» TASK REQUIREMENTS
Please repeat exactly the lines below from the one containing "in 2D space." down to the one containing "optional null mask.", both included, and nothing else.

(Stored data entries)
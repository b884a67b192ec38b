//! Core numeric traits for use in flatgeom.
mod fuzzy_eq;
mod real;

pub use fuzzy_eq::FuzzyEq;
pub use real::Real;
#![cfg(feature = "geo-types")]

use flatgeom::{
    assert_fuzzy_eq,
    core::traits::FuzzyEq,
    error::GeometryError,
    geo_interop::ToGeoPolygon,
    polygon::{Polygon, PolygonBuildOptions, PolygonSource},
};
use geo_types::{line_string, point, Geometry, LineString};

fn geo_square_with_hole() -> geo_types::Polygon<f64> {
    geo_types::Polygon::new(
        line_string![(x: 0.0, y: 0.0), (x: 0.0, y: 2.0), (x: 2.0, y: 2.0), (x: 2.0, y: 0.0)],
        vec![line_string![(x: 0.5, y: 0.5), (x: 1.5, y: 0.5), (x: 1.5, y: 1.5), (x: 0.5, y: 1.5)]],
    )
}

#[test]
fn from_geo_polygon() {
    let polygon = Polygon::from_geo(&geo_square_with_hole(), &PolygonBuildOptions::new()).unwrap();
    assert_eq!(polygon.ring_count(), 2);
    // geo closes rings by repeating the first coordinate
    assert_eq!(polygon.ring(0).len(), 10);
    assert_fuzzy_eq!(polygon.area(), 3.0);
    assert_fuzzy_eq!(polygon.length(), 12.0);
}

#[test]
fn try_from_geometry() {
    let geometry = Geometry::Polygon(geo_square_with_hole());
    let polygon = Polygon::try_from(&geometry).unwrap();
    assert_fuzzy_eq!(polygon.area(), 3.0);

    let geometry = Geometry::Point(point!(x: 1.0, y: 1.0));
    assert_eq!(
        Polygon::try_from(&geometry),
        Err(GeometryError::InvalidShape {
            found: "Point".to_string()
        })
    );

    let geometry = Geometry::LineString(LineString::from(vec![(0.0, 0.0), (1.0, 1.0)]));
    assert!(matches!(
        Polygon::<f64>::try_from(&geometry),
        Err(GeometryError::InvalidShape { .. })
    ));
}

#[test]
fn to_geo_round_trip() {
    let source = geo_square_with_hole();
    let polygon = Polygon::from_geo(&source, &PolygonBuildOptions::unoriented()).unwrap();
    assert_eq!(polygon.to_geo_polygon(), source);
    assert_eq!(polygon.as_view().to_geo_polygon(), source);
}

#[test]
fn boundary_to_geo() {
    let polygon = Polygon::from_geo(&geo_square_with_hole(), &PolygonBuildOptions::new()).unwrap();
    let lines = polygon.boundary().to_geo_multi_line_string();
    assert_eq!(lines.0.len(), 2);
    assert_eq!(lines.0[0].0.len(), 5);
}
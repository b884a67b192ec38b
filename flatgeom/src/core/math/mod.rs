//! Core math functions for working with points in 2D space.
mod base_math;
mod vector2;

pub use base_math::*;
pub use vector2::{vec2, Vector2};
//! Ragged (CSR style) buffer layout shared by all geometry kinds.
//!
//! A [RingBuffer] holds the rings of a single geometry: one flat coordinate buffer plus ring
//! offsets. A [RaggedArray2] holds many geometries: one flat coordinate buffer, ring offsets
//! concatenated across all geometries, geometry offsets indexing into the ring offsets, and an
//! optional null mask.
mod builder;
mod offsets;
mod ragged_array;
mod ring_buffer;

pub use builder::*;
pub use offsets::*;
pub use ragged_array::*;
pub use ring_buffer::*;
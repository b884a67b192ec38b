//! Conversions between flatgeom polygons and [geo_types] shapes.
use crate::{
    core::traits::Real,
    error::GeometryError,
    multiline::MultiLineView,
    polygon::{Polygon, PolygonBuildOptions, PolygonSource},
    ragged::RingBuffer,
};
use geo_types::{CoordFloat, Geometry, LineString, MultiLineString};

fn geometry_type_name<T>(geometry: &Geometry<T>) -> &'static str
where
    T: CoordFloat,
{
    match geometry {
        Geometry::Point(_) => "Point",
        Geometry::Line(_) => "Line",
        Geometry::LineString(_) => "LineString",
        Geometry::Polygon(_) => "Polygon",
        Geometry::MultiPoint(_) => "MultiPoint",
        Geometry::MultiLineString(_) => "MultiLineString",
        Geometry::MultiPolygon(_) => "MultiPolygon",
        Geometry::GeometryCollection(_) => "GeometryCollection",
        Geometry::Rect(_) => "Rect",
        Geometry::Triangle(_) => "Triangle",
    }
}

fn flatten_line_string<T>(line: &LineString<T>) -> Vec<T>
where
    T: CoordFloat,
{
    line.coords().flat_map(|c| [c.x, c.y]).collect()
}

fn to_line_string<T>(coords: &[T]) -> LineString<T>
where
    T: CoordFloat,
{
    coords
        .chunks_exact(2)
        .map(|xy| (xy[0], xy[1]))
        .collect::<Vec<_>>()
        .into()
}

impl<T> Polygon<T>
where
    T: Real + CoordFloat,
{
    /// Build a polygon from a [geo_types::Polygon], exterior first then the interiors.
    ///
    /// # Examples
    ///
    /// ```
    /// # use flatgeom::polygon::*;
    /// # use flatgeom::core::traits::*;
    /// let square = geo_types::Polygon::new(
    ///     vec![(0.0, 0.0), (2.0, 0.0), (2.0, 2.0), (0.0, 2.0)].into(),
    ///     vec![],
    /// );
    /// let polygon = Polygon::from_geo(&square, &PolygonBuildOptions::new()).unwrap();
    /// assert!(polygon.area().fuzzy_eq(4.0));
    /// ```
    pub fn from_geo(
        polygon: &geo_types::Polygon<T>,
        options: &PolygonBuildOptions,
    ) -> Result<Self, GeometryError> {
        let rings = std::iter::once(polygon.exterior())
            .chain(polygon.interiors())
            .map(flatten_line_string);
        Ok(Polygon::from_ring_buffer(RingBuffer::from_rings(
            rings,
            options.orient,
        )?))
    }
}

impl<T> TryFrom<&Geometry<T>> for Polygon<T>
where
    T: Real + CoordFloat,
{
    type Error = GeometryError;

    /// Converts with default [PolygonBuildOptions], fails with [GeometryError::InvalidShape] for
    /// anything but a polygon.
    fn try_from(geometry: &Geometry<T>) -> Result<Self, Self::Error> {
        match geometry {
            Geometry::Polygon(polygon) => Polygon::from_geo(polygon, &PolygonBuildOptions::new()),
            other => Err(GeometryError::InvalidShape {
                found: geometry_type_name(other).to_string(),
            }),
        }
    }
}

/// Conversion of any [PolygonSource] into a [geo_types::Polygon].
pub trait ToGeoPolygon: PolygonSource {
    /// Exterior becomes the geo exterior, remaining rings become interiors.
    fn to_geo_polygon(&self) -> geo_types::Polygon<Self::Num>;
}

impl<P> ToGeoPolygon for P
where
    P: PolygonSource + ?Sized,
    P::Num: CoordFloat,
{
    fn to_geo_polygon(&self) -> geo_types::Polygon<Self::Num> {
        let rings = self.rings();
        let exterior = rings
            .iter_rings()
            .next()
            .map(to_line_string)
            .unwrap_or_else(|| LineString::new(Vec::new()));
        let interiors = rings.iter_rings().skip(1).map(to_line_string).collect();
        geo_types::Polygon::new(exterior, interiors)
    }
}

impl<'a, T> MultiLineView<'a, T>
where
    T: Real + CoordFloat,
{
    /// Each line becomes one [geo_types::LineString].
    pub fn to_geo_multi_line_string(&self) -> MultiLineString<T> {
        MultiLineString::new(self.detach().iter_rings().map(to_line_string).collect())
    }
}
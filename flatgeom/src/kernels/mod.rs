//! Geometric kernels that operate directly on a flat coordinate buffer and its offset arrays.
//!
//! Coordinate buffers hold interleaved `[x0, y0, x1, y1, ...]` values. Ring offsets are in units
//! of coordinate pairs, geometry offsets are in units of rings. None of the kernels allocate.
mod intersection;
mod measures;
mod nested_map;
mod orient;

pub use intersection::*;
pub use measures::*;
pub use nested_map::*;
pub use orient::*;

» TASK SOLUTION
//! Core math functions for working with points in 2D space.
mod base_math;
mod vector2;

pub use base_math::*;
pub use vector2::{vec2, Vector2};
//! Ragged (CSR style) buffer layout shared by all geometry kinds.
//!
//! A [RingBuffer] holds the rings of a single geometry: one flat coordinate buffer plus ring
//! offsets. A [RaggedArray2] holds many geometries: one flat coordinate buffer, ring offsets
//! concatenated across all geometries, geometry offsets indexing into the ring offsets, and an
//! optional null mask.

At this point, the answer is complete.